Agenda 18/05/2020 às 09:05

Caberá aos administradores ouvir os especialistas na área de saúde e traçar o caminho das medidas de prevenção à covid-19, sob pena de responsabilização subjetiva.

1. O FATO

A imprensa relata diversos pedidos apresentados por entes públicos, sindicatos, associações, pelo Ministério Público, dentre outros, com relação ao lockdown em época de pandemia no Brasil.

"Lockdown" é uma expressão em inglês que, na tradução literal, significa confinamento ou fechamento total. Ela vem sendo usada frequentemente desde o agravamento da pandemia da Covid-19, doença causada pelo novo coronavírus (Sars-CoV-2).

Embora não tenha uma definição única, o "lockdown" é, na prática, a medida mais radical imposta por governos para que haja distanciamento social – uma espécie de bloqueio total em que as pessoas devem, de modo geral, ficar em casa.

Cada país ou região define de que forma este fechamento será feito e quais são os serviços considerados essenciais, que continuam funcionando.

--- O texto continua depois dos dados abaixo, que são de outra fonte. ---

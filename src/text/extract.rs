//! Plain-text extraction from uploaded documents
//!
//! Supports PDF (via lopdf), DOCX (zip + quick-xml over `word/document.xml`)
//! and plain text (UTF-8 with a Latin-1 fallback).

use std::io::{Cursor, Read};

use quick_xml::events::Event;
use quick_xml::Reader;
use serde::Serialize;
use thiserror::Error;
use zip::ZipArchive;

use super::processor::preprocess;

pub const PDF_MIME: &str = "application/pdf";
pub const DOCX_MIME: &str =
    "application/vnd.openxmlformats-officedocument.wordprocessingml.document";
pub const TXT_MIME: &str = "text/plain";

/// Extraction errors
#[derive(Debug, Error)]
pub enum ExtractError {
    #[error("Unsupported file type: {0}. Allowed types: PDF, DOCX, TXT")]
    UnsupportedType(String),

    #[error("PDF processing failed: {0}")]
    Pdf(String),

    #[error("DOCX processing failed: {0}")]
    Docx(String),
}

/// Supported upload formats
#[derive(Debug, Clone, Copy, PartialEq, Eq, Serialize)]
#[serde(rename_all = "lowercase")]
pub enum DocumentKind {
    Pdf,
    Docx,
    Txt,
}

impl DocumentKind {
    /// Resolve from a MIME type, ignoring parameters such as `charset`
    pub fn from_mime(mime: &str) -> Option<Self> {
        let essence = mime.split(';').next().unwrap_or("").trim().to_ascii_lowercase();
        match essence.as_str() {
            PDF_MIME => Some(Self::Pdf),
            DOCX_MIME => Some(Self::Docx),
            TXT_MIME => Some(Self::Txt),
            _ => None,
        }
    }

    pub fn mime_type(&self) -> &'static str {
        match self {
            Self::Pdf => PDF_MIME,
            Self::Docx => DOCX_MIME,
            Self::Txt => TXT_MIME,
        }
    }
}

/// Work out the effective content type of an upload.
///
/// The declared type wins unless it is missing or generic, in which case
/// the filename extension is consulted.
pub fn resolve_content_type(declared: Option<&str>, filename: Option<&str>) -> String {
    match declared.map(str::trim) {
        Some(mime) if !mime.is_empty() && mime != "application/octet-stream" => mime.to_string(),
        _ => filename
            .and_then(|name| mime_guess::from_path(name).first())
            .map(|mime| mime.essence_str().to_string())
            .unwrap_or_else(|| "application/octet-stream".to_string()),
    }
}

/// Extract and clean the text of a document
pub fn extract_text(kind: DocumentKind, data: &[u8]) -> Result<String, ExtractError> {
    let raw = match kind {
        DocumentKind::Pdf => extract_pdf(data)?,
        DocumentKind::Docx => extract_docx(data)?,
        DocumentKind::Txt => decode_text(data),
    };
    Ok(preprocess(&raw))
}

/// Decode bytes as UTF-8, falling back to Latin-1
pub fn decode_text(data: &[u8]) -> String {
    match std::str::from_utf8(data) {
        Ok(text) => text.to_string(),
        Err(_) => data.iter().map(|&b| b as char).collect(),
    }
}

fn extract_pdf(data: &[u8]) -> Result<String, ExtractError> {
    let document = lopdf::Document::load_mem(data).map_err(|e| ExtractError::Pdf(e.to_string()))?;
    let pages: Vec<u32> = document.get_pages().keys().copied().collect();
    if pages.is_empty() {
        return Ok(String::new());
    }
    document
        .extract_text(&pages)
        .map_err(|e| ExtractError::Pdf(e.to_string()))
}

fn extract_docx(data: &[u8]) -> Result<String, ExtractError> {
    let mut archive =
        ZipArchive::new(Cursor::new(data)).map_err(|e| ExtractError::Docx(e.to_string()))?;

    let mut xml = String::new();
    archive
        .by_name("word/document.xml")
        .map_err(|e| ExtractError::Docx(e.to_string()))?
        .read_to_string(&mut xml)
        .map_err(|e| ExtractError::Docx(e.to_string()))?;

    document_xml_text(&xml)
}

/// Collect run text from WordprocessingML, one line per paragraph
fn document_xml_text(xml: &str) -> Result<String, ExtractError> {
    let mut reader = Reader::from_str(xml);
    let mut text = String::new();
    let mut in_text = false;

    loop {
        match reader.read_event() {
            Ok(Event::Start(e)) if e.name().as_ref() == b"w:t" => in_text = true,
            Ok(Event::End(e)) => match e.name().as_ref() {
                b"w:t" => in_text = false,
                b"w:p" => text.push('\n'),
                _ => {}
            },
            Ok(Event::Empty(e)) => match e.name().as_ref() {
                b"w:tab" => text.push('\t'),
                b"w:br" | b"w:cr" => text.push('\n'),
                _ => {}
            },
            Ok(Event::Text(t)) if in_text => {
                let unescaped = t.unescape().map_err(|e| ExtractError::Docx(e.to_string()))?;
                text.push_str(&unescaped);
            }
            Ok(Event::Eof) => break,
            Err(e) => return Err(ExtractError::Docx(e.to_string())),
            _ => {}
        }
    }

    Ok(text)
}

#[cfg(test)]
mod tests {
    use super::*;

    #[test]
    fn test_kind_from_mime() {
        assert_eq!(DocumentKind::from_mime("application/pdf"), Some(DocumentKind::Pdf));
        assert_eq!(
            DocumentKind::from_mime("text/plain; charset=utf-8"),
            Some(DocumentKind::Txt)
        );
        assert_eq!(DocumentKind::from_mime(DOCX_MIME), Some(DocumentKind::Docx));
        assert_eq!(DocumentKind::from_mime("image/png"), None);
    }

    #[test]
    fn test_resolve_content_type() {
        assert_eq!(resolve_content_type(Some("text/plain"), Some("a.pdf")), "text/plain");
        assert_eq!(
            resolve_content_type(Some("application/octet-stream"), Some("notes.txt")),
            "text/plain"
        );
        assert_eq!(resolve_content_type(None, Some("paper.pdf")), "application/pdf");
        assert_eq!(resolve_content_type(None, None), "application/octet-stream");
    }

    #[test]
    fn test_extract_plain_text() {
        let text = extract_text(DocumentKind::Txt, b"Hello world").unwrap();
        assert_eq!(text, "Hello world");
    }

    #[test]
    fn test_decode_latin1_fallback() {
        // "café" in Latin-1
        let text = decode_text(&[0x63, 0x61, 0x66, 0xE9]);
        assert_eq!(text, "café");
    }

    #[test]
    fn test_document_xml_text() {
        let xml = r#"<?xml version="1.0" encoding="UTF-8"?>
<w:document xmlns:w="http://schemas.openxmlformats.org/wordprocessingml/2006/main">
  <w:body>
    <w:p><w:r><w:t>First &amp; foremost</w:t></w:r></w:p>
    <w:p><w:r><w:t xml:space="preserve">Second </w:t></w:r><w:r><w:t>line</w:t></w:r></w:p>
  </w:body>
</w:document>"#;
        let text = document_xml_text(xml).unwrap();
        assert_eq!(text, "First & foremost\nSecond line\n");
    }

    #[test]
    fn test_invalid_pdf() {
        let result = extract_text(DocumentKind::Pdf, b"not a pdf");
        assert!(matches!(result, Err(ExtractError::Pdf(_))));
    }

    #[test]
    fn test_invalid_docx() {
        let result = extract_text(DocumentKind::Docx, b"not a zip");
        assert!(matches!(result, Err(ExtractError::Docx(_))));
    }
}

É problema que, num país de dimensão continental como o Brasil, deverá ser discutido, levando em conta as peculiaridades de cada Estado, de cada Município, de cada conjunto de municípios. Os Estados membros e o Distrito Federal, no âmbito de seus interesses regionais, e os municípios, no campo de seus peculiares interesses locais, terão a legitimidade para agir.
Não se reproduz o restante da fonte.